I find photographers a curious bunch. If I choose to buy a 7DII...why does some one else get all stressed about that? What is it to them? It's my money, no theirs. If I choose to buy a camera with a useful 20mp and an AF system which is world class over another brand which has more pixels but the same frame rate, AF ability, high iso ability and it fits my range of stunning top tier lenses....what is that to them? I couldn't care a stuff if someone else buys a Nikon or Sony camera...so why do they get all huffy about my purchase? 
Winston Churchill had a great saying "A fanatic is someone who won't change their mind and won't change the subject"

I think the 7DII is a winner and it'll sell REALLY well. I think Nikon now have a marketing problem, because they have nothing in their portfolio which comes close to this camera.


----------



## pleasehelp (Sep 17, 2014)

GMCPhotographics said:


> I find photographers a curious bunch.



I would go even further.
Most of them, who take this to serious, are loners, weirdos.
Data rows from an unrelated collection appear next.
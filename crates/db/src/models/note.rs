//! Client note model and DTO.

use copyforge_core::types::{DbId, Timestamp};
use serde::{Deserialize, Serialize};
use sqlx::FromRow;

/// A note row from the `notes` table.
#[derive(Debug, Clone, FromRow, Serialize)]
pub struct Note {
    pub id: DbId,
    pub client_id: DbId,
    pub campaign_id: Option<DbId>,
    pub content: String,
    pub created_at: Timestamp,
}

/// DTO for creating a note. `client_id` comes from the URL path.
#[derive(Debug, Clone, Deserialize)]
pub struct CreateNote {
    pub campaign_id: Option<DbId>,
    pub content: String,
}
//! Route definitions for the `/clients` resource.
//!
//! Also nests client-scoped campaign and note routes.

use axum::routing::get;
use axum::Router;

use crate::handlers::{campaign, client, note};
use crate::state::AppState;

/// Routes mounted at `/clients`.
///
/// ```text
/// GET    /                          -> list
/// POST   /                          -> create
/// GET    /{id}                      -> get_by_id
/// PUT    /{id}                      -> update
/// DELETE /{id}                      -> delete
///
/// GET    /{id}/campaigns            -> campaign::list_by_client
/// POST   /{id}/campaigns            -> campaign::create
/// GET    /{id}/notes                -> note::list_by_client
/// POST   /{id}/notes                -> note::create
/// ```
pub fn router() -> Router<AppState> {
    Router::new()
        .route("/", get(client::list).post(client::create))
        .route(
            "/{id}",
            get(client::get_by_id)
                .put(client::update)
                .delete(client::delete),
        )
        .route(
            "/{id}/campaigns",
            get(campaign::list_by_client).post(campaign::create),
        )
        .route(
            "/{id}/notes",
            get(note::list_by_client).post(note::create),
        )
}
That´s why i normaly stay away from Photograpyh forums.

Now if someone could please answer my question im out in a heartbeat. ;D

http://www.canonrumors.com/forum/index.php?topic=22799.msg440418#msg440418


----------



## scyrene (Sep 17, 2014)

pleasehelp said:


> What im expecting.
> Well naiv as i am as amateur photographer, better image quality!
> 
> Im just puzzled that i look at a new camera and the images look not better than from the camera i already own since 2010.
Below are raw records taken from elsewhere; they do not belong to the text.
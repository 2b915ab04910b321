//! Request body extractor that reports malformed JSON through [`AppError`].

use axum::extract::{FromRequest, Request};
use serde::de::DeserializeOwned;

use crate::error::AppError;

/// Drop-in replacement for [`axum::Json`] as an extractor.
///
/// A missing content type, unparseable body or wrong-typed field becomes a
/// 400 `VALIDATION_ERROR` with the usual error envelope instead of axum's
/// plain-text rejection.
#[derive(Debug, Clone, Copy, Default)]
pub struct AppJson<T>(pub T);

impl<T, S> FromRequest<S> for AppJson<T>
where
    T: DeserializeOwned,
    S: Send + Sync,
{
    type Rejection = AppError;

    async fn from_request(req: Request, state: &S) -> Result<Self, Self::Rejection> {
        match axum::Json::<T>::from_request(req, state).await {
            Ok(axum::Json(value)) => Ok(Self(value)),
            Err(rejection) => {
                tracing::debug!(status = %rejection.status(), "Rejected request body");
                Err(AppError::BadRequest(rejection.body_text()))
            }
        }
    }
}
What does 'better image quality' mean to you? If "image quality" can be measured objectively (and that's debatable), it surely depends on numerous criteria, some determined by the sensor/processor, some by the lens (and perhaps some by composition, lighting, etc). 

Would you expect every aspect of camera technology to noticeably improve with every generation? Some areas will be more mature than others. As far as colour/noise/detail are concerned, I don't expect to see all that much difference - especially in benign circumstances (though hopefully there will be some, at the margins).

Clearly the developers of this camera have focused on other aspects of the image-making process - autofocus and frame rate, especially. Those are critical for getting the shot (for the sort of work this body is aimed at). But even then, you can get great shots with older technology. I think the higher the grade of equipment, the more targeted the improvements will be. They'll give a small edge in critical situations. That would seem most useful to professionals and enthusiasts. I might see the benefit of 10fps vs 6fps, or an extra stop of useable high ISO. The average snapper likely wouldn't.


----------



## pleasehelp (Sep 17, 2014)

I don´t doubt the 7D MK2 is a way better camera than my 550D. 
Im just saying i thought i will notice a difference in image quality too.

At those low ISO pics i have no problems with the noise the 7D MK2 shows.
But the details, colors, sharpness, it all looks exactly the same as on my 550D.

By the way, i am especially unhappy with skin tones on my 550D.
They never look right.
And i have a calibrated and profiled NEC PA271 inch monitor.


----------



## takesome1 (Sep 17, 2014)

pleasehelp said:


> GMCPhotographics said:
> 
> 
> > I find photographers a curious bunch.
> ...



I know nothing of those bodies, I bought the wife a t4i and I can tell you it takes great pics. In my opinion it is a small camera, but then I drag this big pro gear around all the time. Good Luck


----------



## takesome1 (Sep 17, 2014)

dilbert said:


> ishdakuteb said:
> 
> 
> > ...
> ...



Dilbert you should post pics to prove him wrong. Can I ask if you do can you also white balance and color correct so we can have that in the discussion as we'll.


----------



## 3kramd5 (Sep 17, 2014)

ishdakuteb said:


> at least he has his gut to post his out of focus image? how about you? take your best focus camera and try to beat me with my classic canon 7d which number of people in here complain about auto focus... post your similar sharp image like the one below which was taken with canon 7d and 24-105mm f/4...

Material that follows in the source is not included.